» **HOW TO COMPLETE THIS TASK**: Produce the listing below again, exactly as shown.

==== MATERIAL FOR THIS TASK ====

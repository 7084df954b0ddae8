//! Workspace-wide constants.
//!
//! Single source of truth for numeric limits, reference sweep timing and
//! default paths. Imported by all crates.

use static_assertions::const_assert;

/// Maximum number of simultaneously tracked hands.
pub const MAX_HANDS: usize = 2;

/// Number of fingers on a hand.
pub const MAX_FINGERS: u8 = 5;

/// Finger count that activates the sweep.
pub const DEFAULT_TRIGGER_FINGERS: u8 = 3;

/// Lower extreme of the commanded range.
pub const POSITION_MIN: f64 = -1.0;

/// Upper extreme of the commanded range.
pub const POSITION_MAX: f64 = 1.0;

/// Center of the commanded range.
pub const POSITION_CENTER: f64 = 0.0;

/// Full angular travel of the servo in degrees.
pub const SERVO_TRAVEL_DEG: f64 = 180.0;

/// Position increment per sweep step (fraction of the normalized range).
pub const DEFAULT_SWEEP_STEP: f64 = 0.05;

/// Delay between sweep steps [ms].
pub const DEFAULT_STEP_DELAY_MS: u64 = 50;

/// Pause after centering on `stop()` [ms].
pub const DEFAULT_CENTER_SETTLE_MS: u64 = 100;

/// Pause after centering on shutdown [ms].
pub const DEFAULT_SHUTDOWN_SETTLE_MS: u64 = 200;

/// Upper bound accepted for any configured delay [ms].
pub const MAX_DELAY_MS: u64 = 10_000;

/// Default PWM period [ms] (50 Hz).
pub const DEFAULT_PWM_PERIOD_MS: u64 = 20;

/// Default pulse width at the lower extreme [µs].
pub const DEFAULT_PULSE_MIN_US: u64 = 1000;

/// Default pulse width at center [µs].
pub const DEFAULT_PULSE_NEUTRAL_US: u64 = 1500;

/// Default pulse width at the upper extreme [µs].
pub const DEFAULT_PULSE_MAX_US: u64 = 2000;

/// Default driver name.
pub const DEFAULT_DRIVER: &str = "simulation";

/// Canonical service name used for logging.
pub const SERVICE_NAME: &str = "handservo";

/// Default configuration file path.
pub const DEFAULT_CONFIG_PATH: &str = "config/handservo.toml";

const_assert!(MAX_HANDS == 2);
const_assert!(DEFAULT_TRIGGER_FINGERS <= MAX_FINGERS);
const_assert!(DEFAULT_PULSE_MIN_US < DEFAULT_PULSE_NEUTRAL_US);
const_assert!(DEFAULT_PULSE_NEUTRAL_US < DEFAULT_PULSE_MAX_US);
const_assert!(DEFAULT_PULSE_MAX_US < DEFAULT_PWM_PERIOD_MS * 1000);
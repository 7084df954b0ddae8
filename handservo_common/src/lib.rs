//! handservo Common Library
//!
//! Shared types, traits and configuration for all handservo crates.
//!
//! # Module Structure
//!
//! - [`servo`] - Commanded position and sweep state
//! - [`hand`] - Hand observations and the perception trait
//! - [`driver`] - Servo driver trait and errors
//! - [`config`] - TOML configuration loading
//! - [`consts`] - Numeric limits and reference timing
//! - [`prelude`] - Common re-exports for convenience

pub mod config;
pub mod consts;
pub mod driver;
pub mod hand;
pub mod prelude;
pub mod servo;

====

» **EXPECTED OUTPUT**:
repository 7084df954b0ddae8
//! Workspace-wide constants.
//!
//! Single source of truth for numeric limits, reference sweep timing and
//! default paths. Imported by all crates.

use static_assertions::const_assert;

/// Maximum number of simultaneously tracked hands.
pub const MAX_HANDS: usize = 2;

/// Number of fingers on a hand.
pub const MAX_FINGERS: u8 = 5;

/// Finger count that activates the sweep.
pub const DEFAULT_TRIGGER_FINGERS: u8 = 3;

/// Lower extreme of the commanded range.
pub const POSITION_MIN: f64 = -1.0;

/// Upper extreme of the commanded range.
pub const POSITION_MAX: f64 = 1.0;

/// Center of the commanded range.
pub const POSITION_CENTER: f64 = 0.0;

/// Full angular travel of the servo in degrees.
pub const SERVO_TRAVEL_DEG: f64 = 180.0;

/// Position increment per sweep step (fraction of the normalized range).
pub const DEFAULT_SWEEP_STEP: f64 = 0.05;

/// Delay between sweep steps [ms].
pub const DEFAULT_STEP_DELAY_MS: u64 = 50;

/// Pause after centering on `stop()` [ms].
pub const DEFAULT_CENTER_SETTLE_MS: u64 = 100;

/// Pause after centering on shutdown [ms].
pub const DEFAULT_SHUTDOWN_SETTLE_MS: u64 = 200;

/// Upper bound accepted for any configured delay [ms].
pub const MAX_DELAY_MS: u64 = 10_000;

/// Default PWM period [ms] (50 Hz).
pub const DEFAULT_PWM_PERIOD_MS: u64 = 20;

/// Default pulse width at the lower extreme [µs].
pub const DEFAULT_PULSE_MIN_US: u64 = 1000;

/// Default pulse width at center [µs].
pub const DEFAULT_PULSE_NEUTRAL_US: u64 = 1500;

/// Default pulse width at the upper extreme [µs].
pub const DEFAULT_PULSE_MAX_US: u64 = 2000;

/// Default driver name.
pub const DEFAULT_DRIVER: &str = "simulation";

/// Canonical service name used for logging.
pub const SERVICE_NAME: &str = "handservo";

/// Default configuration file path.
pub const DEFAULT_CONFIG_PATH: &str = "config/handservo.toml";

const_assert!(MAX_HANDS == 2);
const_assert!(DEFAULT_TRIGGER_FINGERS <= MAX_FINGERS);
const_assert!(DEFAULT_PULSE_MIN_US < DEFAULT_PULSE_NEUTRAL_US);
const_assert!(DEFAULT_PULSE_NEUTRAL_US < DEFAULT_PULSE_MAX_US);
const_assert!(DEFAULT_PULSE_MAX_US < DEFAULT_PWM_PERIOD_MS * 1000);
repository 7084df954b0ddae8
filename handservo_common/src/lib.rs
//! handservo Common Library
//!
//! Shared types, traits and configuration for all handservo crates.
//!
//! # Module Structure
//!
//! - [`servo`] - Commanded position and sweep state
//! - [`hand`] - Hand observations and the perception trait
//! - [`driver`] - Servo driver trait and errors
//! - [`config`] - TOML configuration loading
//! - [`consts`] - Numeric limits and reference timing
//! - [`prelude`] - Common re-exports for convenience

pub mod config;
pub mod consts;
pub mod driver;
pub mod hand;
pub mod prelude;
pub mod servo;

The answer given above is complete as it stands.